Task brief: Your answer must be every line of the data that contains "gold".

____ Material for this task

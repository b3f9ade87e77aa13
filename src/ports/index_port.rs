//! Economic index table access port.

use crate::domain::error::ReturnsError;
use crate::domain::index_tables::EconomicIndexTables;

pub trait IndexSource {
    fn load_tables(&self) -> Result<EconomicIndexTables, ReturnsError>;
}
//! CSV file adapters for price series and index tables.

use crate::domain::error::ReturnsError;
use crate::domain::index_tables::EconomicIndexTables;
use crate::domain::price::{PriceRecord, PriceSeries};
use crate::ports::index_port::IndexSource;
use crate::ports::price_port::PriceSource;
use chrono::NaiveDate;
use csv::StringRecord;
use std::collections::BTreeMap;
use std::fs;
use std::path::PathBuf;

const DATE_FORMATS: [&str; 2] = ["%Y-%m-%d", "%m/%d/%Y"];

/// Reads `Date` and `Close` (or `Close/Last`) columns from a price CSV.
pub struct CsvPriceAdapter {
    path: PathBuf,
}

impl CsvPriceAdapter {
    pub fn new(path: PathBuf) -> Self {
        Self { path }
    }
}

/// Reads `Year`, `CPI` and `Dividend` columns from an index CSV.
pub struct CsvIndexAdapter {
    path: PathBuf,
}

impl CsvIndexAdapter {
    pub fn new(path: PathBuf) -> Self {
        Self { path }
    }
}

fn read_file(path: &PathBuf) -> Result<String, ReturnsError> {
    fs::read_to_string(path).map_err(|e| ReturnsError::Data {
        reason: format!("failed to read {}: {}", path.display(), e),
    })
}

fn column_index(headers: &StringRecord, names: &[&str]) -> Result<usize, ReturnsError> {
    headers
        .iter()
        .position(|h| names.iter().any(|n| h.trim().eq_ignore_ascii_case(n)))
        .ok_or_else(|| ReturnsError::Data {
            reason: format!("missing {} column", names[0]),
        })
}

fn field<'a>(record: &'a StringRecord, index: usize, name: &str) -> Result<&'a str, ReturnsError> {
    record
        .get(index)
        .map(str::trim)
        .ok_or_else(|| ReturnsError::Data {
            reason: format!("missing {} value", name),
        })
}

pub fn parse_date(value: &str) -> Result<NaiveDate, ReturnsError> {
    DATE_FORMATS
        .iter()
        .find_map(|fmt| NaiveDate::parse_from_str(value, fmt).ok())
        .ok_or_else(|| ReturnsError::Data {
            reason: format!("invalid date format: {}", value),
        })
}

/// Parses a number, tolerating a leading `$` and thousands separators.
pub fn parse_number(value: &str, name: &str) -> Result<f64, ReturnsError> {
    let cleaned: String = value
        .trim()
        .trim_start_matches('$')
        .chars()
        .filter(|c| *c != ',')
        .collect();
    cleaned.parse().map_err(|e| ReturnsError::Data {
        reason: format!("invalid {} value {:?}: {}", name, value, e),
    })
}

impl PriceSource for CsvPriceAdapter {
    fn load_series(&self) -> Result<PriceSeries, ReturnsError> {
        let content = read_file(&self.path)?;
        let mut rdr = csv::Reader::from_reader(content.as_bytes());
        let headers = rdr
            .headers()
            .map_err(|e| ReturnsError::Data {
                reason: format!("CSV header error: {}", e),
            })?
            .clone();
        let date_col = column_index(&headers, &["Date"])?;
        let close_col = column_index(&headers, &["Close", "Close/Last"])?;

        let mut records = Vec::new();
        for result in rdr.records() {
            let record = result.map_err(|e| ReturnsError::Data {
                reason: format!("CSV parse error: {}", e),
            })?;
            let date = parse_date(field(&record, date_col, "date")?)?;
            let close = parse_number(field(&record, close_col, "close")?, "close")?;
            records.push(PriceRecord::new(date, close));
        }

        Ok(PriceSeries::new(records))
    }
}

impl IndexSource for CsvIndexAdapter {
    fn load_tables(&self) -> Result<EconomicIndexTables, ReturnsError> {
        let content = read_file(&self.path)?;
        let mut rdr = csv::Reader::from_reader(content.as_bytes());
        let headers = rdr
            .headers()
            .map_err(|e| ReturnsError::Data {
                reason: format!("CSV header error: {}", e),
            })?
            .clone();
        let year_col = column_index(&headers, &["Year"])?;
        let cpi_col = column_index(&headers, &["CPI"])?;
        let div_col = column_index(&headers, &["Dividend", "Dividend Yield"])?;

        let mut cpi = BTreeMap::new();
        let mut dividend_yield = BTreeMap::new();
        for result in rdr.records() {
            let record = result.map_err(|e| ReturnsError::Data {
                reason: format!("CSV parse error: {}", e),
            })?;
            let year_str = field(&record, year_col, "year")?;
            let year: i32 = year_str.parse().map_err(|e| ReturnsError::Data {
                reason: format!("invalid year value {:?}: {}", year_str, e),
            })?;
            cpi.insert(year, parse_number(field(&record, cpi_col, "CPI")?, "CPI")?);
            let dividend = field(&record, div_col, "dividend")?;
            if !dividend.is_empty() {
                dividend_yield.insert(year, parse_number(dividend, "dividend")?);
            }
        }

        Ok(EconomicIndexTables::new(cpi, dividend_yield))
    }
}

#[cfg(test)]
mod tests {
    use super::*;
    use tempfile::TempDir;

    fn write(dir: &TempDir, name: &str, content: &str) -> PathBuf {
        let path = dir.path().join(name);
        fs::write(&path, content).unwrap();
        path
    }

    #[test]
    fn load_series_iso_dates() {
        let dir = TempDir::new().unwrap();
        let path = write(
            &dir,
            "spx.csv",
            "Date,Open,High,Low,Close\n\
             2000-01-04,1,1,1,1399.42\n\
             2000-01-03,1,1,1,1455.22\n",
        );
        let series = CsvPriceAdapter::new(path).load_series().unwrap();

        assert_eq!(series.len(), 2);
        let first = &series.records()[0];
        assert_eq!(first.date, NaiveDate::from_ymd_opt(2000, 1, 3).unwrap());
        assert_eq!(first.year, 2000);
        assert_eq!(first.month, 1);
        assert_eq!(first.close, 1455.22);
    }

    #[test]
    fn load_series_us_dates_and_close_last() {
        let dir = TempDir::new().unwrap();
        let path = write(
            &dir,
            "gold.csv",
            "Date,Close/Last,Volume\n\
             02/01/2024,\"$2,054.70\",100\n\
             01/31/2024,$2067.40,100\n",
        );
        let series = CsvPriceAdapter::new(path).load_series().unwrap();
        assert_eq!(series.len(), 2);
        assert_eq!(series.records()[0].close, 2067.40);
        assert_eq!(series.records()[1].close, 2054.70);
        assert_eq!(series.records()[1].month, 2);
    }

    #[test]
    fn missing_close_column_fails() {
        let dir = TempDir::new().unwrap();
        let path = write(&dir, "bad.csv", "Date,Open\n2000-01-03,1\n");
        let err = CsvPriceAdapter::new(path).load_series().unwrap_err();
        assert!(matches!(err, ReturnsError::Data { reason } if reason.contains("Close")));
    }

    #[test]
    fn invalid_date_fails() {
        let dir = TempDir::new().unwrap();
        let path = write(&dir, "bad.csv", "Date,Close\n2000.01.03,1\n");
        assert!(CsvPriceAdapter::new(path).load_series().is_err());
    }

    #[test]
    fn missing_file_fails() {
        let adapter = CsvPriceAdapter::new(PathBuf::from("/nonexistent/prices.csv"));
        assert!(adapter.load_series().is_err());
    }

    #[test]
    fn load_index_tables() {
        let dir = TempDir::new().unwrap();
        let path = write(
            &dir,
            "indices.csv",
            "Year,CPI,Dividend\n1950,24.1,8.74\n1951,26.0,6.9\n2024,313.7,\n",
        );
        let tables = CsvIndexAdapter::new(path).load_tables().unwrap();
        assert_eq!(tables.cpi(1950).unwrap(), 24.1);
        assert_eq!(tables.dividend_yield(1951).unwrap(), 6.9);
        assert_eq!(tables.cpi(2024).unwrap(), 313.7);
        assert!(tables.dividend_yield(2024).is_err());
        assert_eq!(tables.coverage(), Some((1950, 2024)));
    }

    #[test]
    fn parse_number_strips_currency() {
        assert_eq!(parse_number(" $1,234.5 ", "close").unwrap(), 1234.5);
        assert!(parse_number("n/a", "close").is_err());
    }
}
//! EMA crossover trade simulation, one calendar year at a time.
//!
//! Crossover signals are computed once over the whole series so that each
//! year starts with EMAs carried over from the previous one. Each year then
//! folds a fresh [`PositionState`] over its own records and, if anything was
//! bought, produces one [`TradeLedgerRecord`].

use std::ops::Range;

use tracing::info;

use super::ema::{ema_crossover, Signal};
use super::error::ReturnsError;
use super::period::Period;
use super::position::{ExpenseModel, PositionState};
use super::price::{PriceRecord, PriceSeries};
use super::table::{ResultTable, TableRow};

/// SPY-style expense ratio charged on held value.
pub const DEFAULT_EXPENSE_RATE: f64 = 0.00095;
/// Index level divided by this gives the ETF price.
pub const ETF_PRICE_DIVISOR: f64 = 10.0;

#[derive(Debug, Clone, PartialEq)]
pub struct TradeSimConfig {
    pub fast_span: usize,
    pub slow_span: usize,
    /// Units bought by the first trade of each year.
    pub seed_units: f64,
    /// Close divided by this is the traded unit price.
    pub price_divisor: f64,
    pub expense_model: ExpenseModel,
    pub years: Range<i32>,
}

impl TradeSimConfig {
    /// ETF on a stock index: 20 units, index/10 pricing, holding costs.
    pub fn stocks() -> Self {
        TradeSimConfig {
            fast_span: 12,
            slow_span: 26,
            seed_units: 20.0,
            price_divisor: ETF_PRICE_DIVISOR,
            expense_model: ExpenseModel::HoldingCost {
                annual_rate: DEFAULT_EXPENSE_RATE,
            },
            years: 1950..2023,
        }
    }

    /// Physical gold: 20 ounces at the quoted price, no holding costs.
    pub fn gold() -> Self {
        TradeSimConfig {
            price_divisor: 1.0,
            expense_model: ExpenseModel::None,
            years: 1970..2023,
            ..Self::stocks()
        }
    }
}

#[derive(Debug, Clone, Copy, PartialEq)]
pub struct TradeLedgerRecord {
    pub trade_count: usize,
    pub capital_invested: f64,
    pub final_cash: f64,
    pub expenses: f64,
    pub capital_gained: f64,
    pub percent_return: f64,
}

impl TradeLedgerRecord {
    fn from_state(state: &PositionState) -> Self {
        let capital_gained = state.cash_balance - state.capital_invested;
        TradeLedgerRecord {
            trade_count: state.trade_count,
            capital_invested: state.capital_invested,
            final_cash: state.cash_balance,
            expenses: state.expenses,
            capital_gained,
            percent_return: capital_gained / state.capital_invested * 100.0,
        }
    }
}

impl TableRow for TradeLedgerRecord {
    fn column_names() -> &'static [&'static str] {
        &[
            "Trade Counts",
            "Capital Invested",
            "Final Capital",
            "Expenses",
            "Capital Gained",
            "(%)Annual_Return",
        ]
    }

    fn values(&self) -> Vec<f64> {
        vec![
            self.trade_count as f64,
            self.capital_invested,
            self.final_cash,
            self.expenses,
            self.capital_gained,
            self.percent_return,
        ]
    }
}

/// Runs one period's records through the Flat/Long state machine.
///
/// `records` and `signals` must be aligned. An open position is liquidated
/// at the last record. Returns `None` when nothing was ever bought.
pub fn simulate_period(
    records: &[PriceRecord],
    signals: &[Signal],
    config: &TradeSimConfig,
) -> Option<TradeLedgerRecord> {
    let mut state = PositionState::new();

    for (record, signal) in records.iter().zip(signals) {
        let price = record.close / config.price_divisor;
        match signal {
            Signal::Buy if !state.in_position() => {
                state.open(record.date, price, config.seed_units);
            }
            Signal::Sell if state.in_position() => {
                state.close(record.date, price, config.expense_model);
            }
            _ => {}
        }
    }

    if state.in_position() {
        if let Some(last) = records.last() {
            state.close(
                last.date,
                last.close / config.price_divisor,
                config.expense_model,
            );
        }
    }

    if state.capital_invested == 0.0 {
        return None;
    }
    Some(TradeLedgerRecord::from_state(&state))
}

/// One ledger row per year with at least one trade, keyed by `Period::Year`.
pub fn simulate_ema_trades(
    series: &PriceSeries,
    config: &TradeSimConfig,
) -> Result<ResultTable<Period, TradeLedgerRecord>, ReturnsError> {
    let signals = ema_crossover(series, config.fast_span, config.slow_span)?;
    let records = series.records();
    let mut table = ResultTable::new();

    for year in config.years.clone() {
        let start = records.partition_point(|r| r.year < year);
        let end = records.partition_point(|r| r.year <= year);
        if let Some(row) = simulate_period(&records[start..end], &signals[start..end], config) {
            table.push(Period::Year(year), row)?;
        }
    }

    info!(
        years = config.years.len(),
        rows = table.len(),
        fast = config.fast_span,
        slow = config.slow_span,
        "simulated EMA crossover trading"
    );
    Ok(table)
}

________

Your solution:
            "gold.csv",
    /// Physical gold: 20 ounces at the quoted price, no holding costs.
    pub fn gold() -> Self {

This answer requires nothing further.